** To do **
Only a number is wanted: how many lines in these records contain the word "true"?

(Records from a collection)
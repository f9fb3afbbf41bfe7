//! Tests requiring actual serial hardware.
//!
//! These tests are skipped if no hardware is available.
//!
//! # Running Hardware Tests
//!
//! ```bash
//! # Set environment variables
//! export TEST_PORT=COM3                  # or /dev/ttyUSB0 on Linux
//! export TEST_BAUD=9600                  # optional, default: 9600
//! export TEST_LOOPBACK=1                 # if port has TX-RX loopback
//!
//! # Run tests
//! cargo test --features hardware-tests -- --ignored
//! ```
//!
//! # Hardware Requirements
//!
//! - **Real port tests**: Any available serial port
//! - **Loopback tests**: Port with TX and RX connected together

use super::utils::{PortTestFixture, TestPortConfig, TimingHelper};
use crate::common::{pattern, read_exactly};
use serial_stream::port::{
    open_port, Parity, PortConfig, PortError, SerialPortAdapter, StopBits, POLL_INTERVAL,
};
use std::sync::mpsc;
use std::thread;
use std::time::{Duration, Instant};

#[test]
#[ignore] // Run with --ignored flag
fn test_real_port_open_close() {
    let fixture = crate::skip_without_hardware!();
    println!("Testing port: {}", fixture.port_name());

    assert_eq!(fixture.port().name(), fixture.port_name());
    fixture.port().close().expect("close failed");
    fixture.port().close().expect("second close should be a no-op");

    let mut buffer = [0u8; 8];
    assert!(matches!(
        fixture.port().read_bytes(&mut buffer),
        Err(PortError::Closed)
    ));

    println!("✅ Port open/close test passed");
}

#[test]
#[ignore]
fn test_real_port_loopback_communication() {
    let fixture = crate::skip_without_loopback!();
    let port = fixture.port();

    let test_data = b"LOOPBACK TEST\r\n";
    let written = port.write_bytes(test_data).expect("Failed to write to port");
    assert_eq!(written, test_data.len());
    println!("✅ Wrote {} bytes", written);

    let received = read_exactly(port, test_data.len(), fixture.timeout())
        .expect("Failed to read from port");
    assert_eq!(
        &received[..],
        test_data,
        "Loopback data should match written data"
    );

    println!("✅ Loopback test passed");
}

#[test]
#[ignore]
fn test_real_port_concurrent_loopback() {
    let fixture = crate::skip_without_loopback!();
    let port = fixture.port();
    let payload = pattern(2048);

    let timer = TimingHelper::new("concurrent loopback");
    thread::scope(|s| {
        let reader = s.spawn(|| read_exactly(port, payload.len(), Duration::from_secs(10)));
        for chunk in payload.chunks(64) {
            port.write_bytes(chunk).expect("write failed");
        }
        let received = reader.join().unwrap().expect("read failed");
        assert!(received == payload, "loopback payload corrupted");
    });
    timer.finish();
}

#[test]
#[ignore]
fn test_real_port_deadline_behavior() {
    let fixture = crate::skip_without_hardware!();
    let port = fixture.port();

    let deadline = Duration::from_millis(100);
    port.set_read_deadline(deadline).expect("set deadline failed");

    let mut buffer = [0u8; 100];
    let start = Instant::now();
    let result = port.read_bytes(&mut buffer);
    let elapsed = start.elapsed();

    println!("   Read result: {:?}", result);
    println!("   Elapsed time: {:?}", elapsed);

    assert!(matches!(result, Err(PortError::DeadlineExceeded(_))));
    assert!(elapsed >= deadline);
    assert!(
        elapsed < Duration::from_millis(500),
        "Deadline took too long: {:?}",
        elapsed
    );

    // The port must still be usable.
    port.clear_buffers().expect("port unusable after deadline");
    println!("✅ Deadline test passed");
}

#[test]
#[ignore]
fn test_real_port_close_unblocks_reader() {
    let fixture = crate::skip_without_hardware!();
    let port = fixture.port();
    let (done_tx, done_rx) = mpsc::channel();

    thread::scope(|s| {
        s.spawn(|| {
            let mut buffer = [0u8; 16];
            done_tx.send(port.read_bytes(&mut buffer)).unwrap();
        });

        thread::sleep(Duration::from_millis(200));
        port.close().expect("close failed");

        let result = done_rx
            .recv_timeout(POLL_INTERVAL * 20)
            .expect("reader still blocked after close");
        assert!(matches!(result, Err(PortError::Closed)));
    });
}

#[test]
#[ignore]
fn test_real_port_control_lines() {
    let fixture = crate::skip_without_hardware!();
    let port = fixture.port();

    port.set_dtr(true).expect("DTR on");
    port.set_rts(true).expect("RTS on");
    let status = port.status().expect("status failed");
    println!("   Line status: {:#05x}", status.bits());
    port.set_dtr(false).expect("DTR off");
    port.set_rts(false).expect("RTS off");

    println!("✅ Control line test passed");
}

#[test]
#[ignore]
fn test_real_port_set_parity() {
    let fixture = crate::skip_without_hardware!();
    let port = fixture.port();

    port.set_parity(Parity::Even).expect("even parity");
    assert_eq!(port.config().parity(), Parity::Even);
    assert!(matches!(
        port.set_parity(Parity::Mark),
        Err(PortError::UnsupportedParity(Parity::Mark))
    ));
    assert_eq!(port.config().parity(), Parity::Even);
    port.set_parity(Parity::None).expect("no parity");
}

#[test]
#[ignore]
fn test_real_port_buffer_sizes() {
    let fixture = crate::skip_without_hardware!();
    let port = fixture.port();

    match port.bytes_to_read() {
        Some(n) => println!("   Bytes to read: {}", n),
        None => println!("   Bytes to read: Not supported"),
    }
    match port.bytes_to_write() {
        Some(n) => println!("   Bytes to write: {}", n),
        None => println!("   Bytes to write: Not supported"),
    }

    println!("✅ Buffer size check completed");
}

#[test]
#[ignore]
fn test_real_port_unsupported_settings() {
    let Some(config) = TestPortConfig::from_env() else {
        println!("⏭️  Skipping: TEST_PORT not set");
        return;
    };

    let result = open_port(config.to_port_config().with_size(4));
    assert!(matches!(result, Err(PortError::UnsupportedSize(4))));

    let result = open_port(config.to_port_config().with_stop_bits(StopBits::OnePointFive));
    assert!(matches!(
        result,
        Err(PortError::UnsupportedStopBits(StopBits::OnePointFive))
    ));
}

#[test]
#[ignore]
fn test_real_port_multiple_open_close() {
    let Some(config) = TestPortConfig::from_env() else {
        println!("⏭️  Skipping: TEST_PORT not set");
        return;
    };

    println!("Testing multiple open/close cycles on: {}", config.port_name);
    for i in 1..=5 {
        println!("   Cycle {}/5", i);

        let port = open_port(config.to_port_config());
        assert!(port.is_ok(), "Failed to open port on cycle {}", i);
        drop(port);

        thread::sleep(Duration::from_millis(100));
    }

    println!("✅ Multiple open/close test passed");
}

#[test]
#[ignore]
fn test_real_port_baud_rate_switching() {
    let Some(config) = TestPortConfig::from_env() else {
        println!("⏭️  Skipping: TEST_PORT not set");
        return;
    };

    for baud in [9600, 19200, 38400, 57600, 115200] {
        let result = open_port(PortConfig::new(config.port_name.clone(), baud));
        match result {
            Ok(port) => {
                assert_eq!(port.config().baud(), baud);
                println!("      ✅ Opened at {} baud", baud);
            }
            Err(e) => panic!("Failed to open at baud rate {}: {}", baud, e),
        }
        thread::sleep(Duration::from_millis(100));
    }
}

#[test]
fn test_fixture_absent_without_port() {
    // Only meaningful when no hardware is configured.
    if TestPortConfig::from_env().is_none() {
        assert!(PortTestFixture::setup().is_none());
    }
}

** Response **
2